The church is currently without a pastor, Keels said, but notes that Deacon Paul Keels has been working to fill the pulpit.
“We belong to a Baptist association with several churches,” she said. “We are not the only ones in the association not to have a pastor, so that keeps him busy. But we are grateful for the ministers who come and they preach from the Scriptures and the Bible and that’s what we were interested in.
She said that’s what all of their regular members are looking for.
“We don’t have a lot of attendees, but I feel like those who attend are concerned about their souls and are here to hear the word of God and the gospel,” she said.
When seven of the members gathered on Wednesday to speak with The Tribune, they showed how important the history of the congregation is, bringing with them written histories of the region and the church, as well as photos.

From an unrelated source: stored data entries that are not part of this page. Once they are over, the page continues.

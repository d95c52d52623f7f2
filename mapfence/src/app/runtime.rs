//! The coordinator runtime.
//!
//! One tokio task owns the [`AppState`]. It drains three inputs (user
//! intents, adapter completions and tracker events), reduces each action to
//! completion before taking the next, then executes the resulting effects:
//!
//! ```text
//!  CoordinatorHandle ──intent──┐
//!  adapter tasks ───completion─┼──► reduce ──► effects ──► spawn / notify
//!  tracker session ──event─────┘       │
//!                                      └──► watch<AppState> snapshot
//! ```
//!
//! Address searches are debounced: the spawned request sleeps for the
//! debounce delay and skips the call when a newer query was issued
//! meanwhile. Results that still arrive late are dropped by the reducer.

use std::sync::atomic::{AtomicU64, Ordering};
use std::sync::Arc;
use std::time::Duration;

use tokio::sync::{broadcast, mpsc, watch};
use tokio::task::JoinHandle;
use tracing::{debug, info};

use super::action::{Action, Effect, Intent, Notification};
use super::reducer::reduce;
use super::services::MapServices;
use super::state::AppState;
use crate::tracking::{GeolocationTracker, PositionEvent, PositionSource, TrackerHandle};

/// Default delay before an address search is sent.
pub const DEFAULT_SEARCH_DEBOUNCE: Duration = Duration::from_millis(400);

/// Coordinator tuning.
#[derive(Debug, Clone)]
pub struct CoordinatorConfig {
    pub search_debounce: Duration,
    /// Capacity of the intent and completion inboxes
    pub inbox_capacity: usize,
    /// Capacity of the notification broadcast channel
    pub notification_capacity: usize,
}

impl Default for CoordinatorConfig {
    fn default() -> Self {
        Self {
            search_debounce: DEFAULT_SEARCH_DEBOUNCE,
            inbox_capacity: 64,
            notification_capacity: 32,
        }
    }
}

/// Error returned when the coordinator task has exited.
#[derive(Debug, Clone, Copy, PartialEq, Eq, thiserror::Error)]
#[error("Coordinator has shut down")]
pub struct CoordinatorClosed;

/// Owns the application state and drives adapters and the tracker.
pub struct Coordinator<S: MapServices, P: PositionSource> {
    services: Arc<S>,
    tracker: GeolocationTracker<P>,
    config: CoordinatorConfig,
    initial: AppState,
}

impl<S: MapServices, P: PositionSource> Coordinator<S, P> {
    pub fn new(services: S, tracker: GeolocationTracker<P>, config: CoordinatorConfig) -> Self {
        Self {
            services: Arc::new(services),
            tracker,
            config,
            initial: AppState::default(),
        }
    }

    /// Replaces the initial state (map center, zoom, defaults).
    pub fn with_initial_state(mut self, state: AppState) -> Self {
        self.initial = state;
        self
    }

    /// Spawns the runtime task.
    pub fn start(self) -> CoordinatorHandle {
        let (intent_tx, intent_rx) = mpsc::channel(self.config.inbox_capacity);
        let (action_tx, action_rx) = mpsc::channel(self.config.inbox_capacity);
        let (tracker_tx, tracker_rx) = mpsc::channel(self.config.inbox_capacity);
        let (state_tx, state_rx) = watch::channel(self.initial.clone());
        let (notify_tx, _) = broadcast::channel(self.config.notification_capacity);

        let runtime = Runtime {
            state: self.initial,
            services: self.services,
            tracker: self.tracker,
            debounce: self.config.search_debounce,
            action_tx,
            tracker_tx,
            session: 0,
            tracking: None,
            latest_search: Arc::new(AtomicU64::new(0)),
            state_tx,
            notify_tx: notify_tx.clone(),
        };

        let task = tokio::spawn(runtime.run(intent_rx, action_rx, tracker_rx));

        CoordinatorHandle {
            intents: intent_tx,
            state: state_rx,
            notifications: notify_tx,
            task,
        }
    }
}

/// Client side of a running coordinator.
pub struct CoordinatorHandle {
    intents: mpsc::Sender<Intent>,
    state: watch::Receiver<AppState>,
    notifications: broadcast::Sender<Notification>,
    task: JoinHandle<()>,
}

impl CoordinatorHandle {
    /// Submits an intent. Intents are applied in submission order.
    pub async fn dispatch(&self, intent: Intent) -> Result<(), CoordinatorClosed> {
        self.intents.send(intent).await.map_err(|_| CoordinatorClosed)
    }

    /// A receiver that observes every published snapshot.
    pub fn subscribe_state(&self) -> watch::Receiver<AppState> {
        self.state.clone()
    }

    /// The latest published snapshot.
    pub fn snapshot(&self) -> AppState {
        self.state.borrow().clone()
    }

    /// Waits until a snapshot satisfies `predicate` and returns it.
    pub async fn wait_for(
        &self,
        predicate: impl FnMut(&AppState) -> bool,
    ) -> Result<AppState, CoordinatorClosed> {
        let mut rx = self.state.clone();
        let state = rx.wait_for(predicate).await.map_err(|_| CoordinatorClosed)?;
        Ok(state.clone())
    }

    /// Fence transitions and other user-facing events from now on.
    pub fn notifications(&self) -> broadcast::Receiver<Notification> {
        self.notifications.subscribe()
    }

    /// Stops the runtime, cancelling any tracking session.
    pub async fn shutdown(self) {
        drop(self.intents);
        let _ = self.task.await;
    }
}

struct Runtime<S: MapServices, P: PositionSource> {
    state: AppState,
    services: Arc<S>,
    tracker: GeolocationTracker<P>,
    debounce: Duration,
    action_tx: mpsc::Sender<Action>,
    tracker_tx: mpsc::Sender<(u64, PositionEvent)>,
    /// Incremented on every tracking start; events from older sessions are dropped
    session: u64,
    tracking: Option<TrackerHandle>,
    latest_search: Arc<AtomicU64>,
    state_tx: watch::Sender<AppState>,
    notify_tx: broadcast::Sender<Notification>,
}

impl<S: MapServices, P: PositionSource> Runtime<S, P> {
    async fn run(
        mut self,
        mut intents: mpsc::Receiver<Intent>,
        mut actions: mpsc::Receiver<Action>,
        mut tracker_events: mpsc::Receiver<(u64, PositionEvent)>,
    ) {
        info!(
            center = %self.state.center,
            zoom = self.state.zoom,
            tracker = self.tracker.source_name(),
            "Coordinator started"
        );

        loop {
            let action = tokio::select! {
                intent = intents.recv() => match intent {
                    Some(intent) => Action::Intent(intent),
                    None => break,
                },
                Some(action) = actions.recv() => action,
                Some((session, event)) = tracker_events.recv() => {
                    if session != self.session || self.tracking.is_none() {
                        debug!(session, current = self.session, "Dropping event from old tracking session");
                        continue;
                    }
                    if matches!(event, PositionEvent::Unavailable(_)) {
                        self.tracking = None;
                    }
                    Action::Position(event)
                }
            };

            self.apply(action);
        }

        if let Some(handle) = self.tracking.take() {
            handle.stop();
        }
        info!("Coordinator stopped");
    }

    fn apply(&mut self, action: Action) {
        let (next, effects) = reduce(std::mem::take(&mut self.state), action);
        self.state = next;
        self.latest_search
            .store(self.state.search.latest_seq, Ordering::SeqCst);

        for effect in effects {
            self.execute(effect);
        }

        self.state_tx.send_replace(self.state.clone());
    }

    fn execute(&mut self, effect: Effect) {
        match effect {
            Effect::Geocode { seq, query } => {
                let services = Arc::clone(&self.services);
                let latest = Arc::clone(&self.latest_search);
                let tx = self.action_tx.clone();
                let debounce = self.debounce;
                tokio::spawn(async move {
                    tokio::time::sleep(debounce).await;
                    if latest.load(Ordering::SeqCst) != seq {
                        debug!(seq, query = %query, "Search superseded before sending");
                        return;
                    }
                    let places = services.geocode(&query).await;
                    let _ = tx.send(Action::GeocodeCompleted { seq, places }).await;
                });
            }

            Effect::SearchPoi { seq, query } => {
                let services = Arc::clone(&self.services);
                let tx = self.action_tx.clone();
                tokio::spawn(async move {
                    let pois = services.search_poi(&query).await;
                    let _ = tx.send(Action::PoiCompleted { seq, pois }).await;
                });
            }

            Effect::PlanRoute { from, to } => {
                let services = Arc::clone(&self.services);
                let tx = self.action_tx.clone();
                tokio::spawn(async move {
                    let plan = services.route(from, to).await;
                    let _ = tx.send(Action::RouteCompleted(plan)).await;
                });
            }

            Effect::FetchWeather { at } => {
                let services = Arc::clone(&self.services);
                let tx = self.action_tx.clone();
                tokio::spawn(async move {
                    let weather = services.weather(at).await;
                    let _ = tx.send(Action::WeatherCompleted(weather)).await;
                });
            }

            Effect::StartTracking => self.start_tracking(),

            Effect::StopTracking => {
                if let Some(handle) = self.tracking.take() {
                    handle.stop();
                    info!(session = self.session, "Tracking stopped");
                }
            }

            Effect::Notify(notification) => {
                info!(%notification, "Notification");
                // No subscribers is fine
                let _ = self.notify_tx.send(notification);
            }
        }
    }

    fn start_tracking(&mut self) {
        if let Some(previous) = self.tracking.take() {
            previous.stop();
        }

        self.session += 1;
        let session = self.session;
        let (tx, mut rx) = mpsc::channel(32);
        let handle = self.tracker.start(tx);

        let forward = self.tracker_tx.clone();
        tokio::spawn(async move {
            while let Some(event) = rx.recv().await {
                if forward.send((session, event)).await.is_err() {
                    break;
                }
            }
        });

        self.tracking = Some(handle);
        info!(session, "Tracking session started");
    }
}
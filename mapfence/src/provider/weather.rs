//! Current conditions from Open-Meteo.

use std::fmt;
use std::future::Future;

use serde::Deserialize;
use tracing::{debug, warn};

use super::http::AsyncHttpClient;
use super::types::ProviderError;
use crate::coord::Coordinate;

/// Public Open-Meteo forecast endpoint.
pub const DEFAULT_WEATHER_URL: &str = "https://api.open-meteo.com/v1/forecast";

/// Current weather at a point.
#[derive(Debug, Clone, Copy, PartialEq)]
pub struct Weather {
    pub temperature_c: f64,
    /// Wind speed at 10 m, km/h
    pub wind_speed: f64,
}

impl fmt::Display for Weather {
    fn fmt(&self, f: &mut fmt::Formatter<'_>) -> fmt::Result {
        write!(f, "{:.1}°C, wind {:.1} km/h", self.temperature_c, self.wind_speed)
    }
}

/// Trait for current-weather lookups. `None` on any failure.
pub trait WeatherService: Send + Sync {
    fn current(&self, at: Coordinate) -> impl Future<Output = Option<Weather>> + Send;
}

#[derive(Deserialize)]
struct ForecastResponse {
    current: Option<CurrentConditions>,
}

#[derive(Deserialize)]
struct CurrentConditions {
    temperature_2m: f64,
    wind_speed_10m: f64,
}

/// Weather backed by the Open-Meteo forecast API.
pub struct OpenMeteoWeather<C: AsyncHttpClient> {
    http_client: C,
    endpoint: String,
}

impl<C: AsyncHttpClient> OpenMeteoWeather<C> {
    pub fn new(http_client: C, endpoint: impl Into<String>) -> Self {
        Self {
            http_client,
            endpoint: endpoint.into(),
        }
    }

    pub fn build_url(&self, at: &Coordinate) -> String {
        format!(
            "{}?latitude={}&longitude={}&current=temperature_2m,wind_speed_10m",
            self.endpoint, at.latitude, at.longitude
        )
    }

    pub async fn fetch(&self, at: Coordinate) -> Result<Weather, ProviderError> {
        let body = self.http_client.get(&self.build_url(&at)).await?;
        let response: ForecastResponse = serde_json::from_slice(&body)?;
        let current = response
            .current
            .ok_or_else(|| ProviderError::InvalidResponse("missing current block".to_string()))?;

        Ok(Weather {
            temperature_c: current.temperature_2m,
            wind_speed: current.wind_speed_10m,
        })
    }
}

impl<C: AsyncHttpClient> WeatherService for OpenMeteoWeather<C> {
    async fn current(&self, at: Coordinate) -> Option<Weather> {
        match self.fetch(at).await {
            Ok(weather) => {
                debug!(at = %at, weather = %weather, "Weather loaded");
                Some(weather)
            }
            Err(e) => {
                warn!(at = %at, error = %e, "Weather request failed");
                None
            }
        }
    }
}

#[cfg(test)]
mod tests {
    use super::*;
    use crate::coord::DEFAULT_CENTER;
    use crate::provider::MockAsyncHttpClient;

    #[test]
    fn test_build_url_requests_current_block() {
        let weather = OpenMeteoWeather::new(MockAsyncHttpClient::with_body("{}"), DEFAULT_WEATHER_URL);
        let url = weather.build_url(&DEFAULT_CENTER);
        assert!(url.starts_with(DEFAULT_WEATHER_URL));
        assert!(url.contains("latitude=28.6139&longitude=77.209"));
        assert!(url.ends_with("current=temperature_2m,wind_speed_10m"));
    }

    #[tokio::test]
    async fn test_current_reads_temperature_and_wind() {
        let body = r#"{"current": {"time": "2026-05-01T12:00", "temperature_2m": 31.4, "wind_speed_10m": 11.5}}"#;
        let weather = OpenMeteoWeather::new(MockAsyncHttpClient::with_body(body), DEFAULT_WEATHER_URL);

        let current = weather.current(DEFAULT_CENTER).await.unwrap();
        assert!((current.temperature_c - 31.4).abs() < 1e-9);
        assert!((current.wind_speed - 11.5).abs() < 1e-9);
        assert_eq!(current.to_string(), "31.4°C, wind 11.5 km/h");
    }

    #[tokio::test]
    async fn test_missing_block_is_none() {
        let weather = OpenMeteoWeather::new(MockAsyncHttpClient::with_body("{}"), DEFAULT_WEATHER_URL);
        assert!(weather.current(DEFAULT_CENTER).await.is_none());
    }
}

They recalled things they remembered growing up there, remembering barbecue grills and a cement baptismal pool that once stood on the outdoor grounds.
Member Rosetta Keels said for many it was the only church they knew growing up and it is a tradition for them.
“If you were born and raised here, this was the only church you went to,” she said.
Lee Keels said the appeal is that “Everyone is like family”.
“We are famous for our prayer chain,” she said, as an example. “When a person is sick and needs prayer, they connect to the prayer channel. They are all family.
Jackson said the call is also “the fellowship of being with so many people that you’ve known for years.”
“It means a lot,” she said.
For members past and present, she said it’s still a home.
“That’s why everyone far from here, when they say home, they mean here.”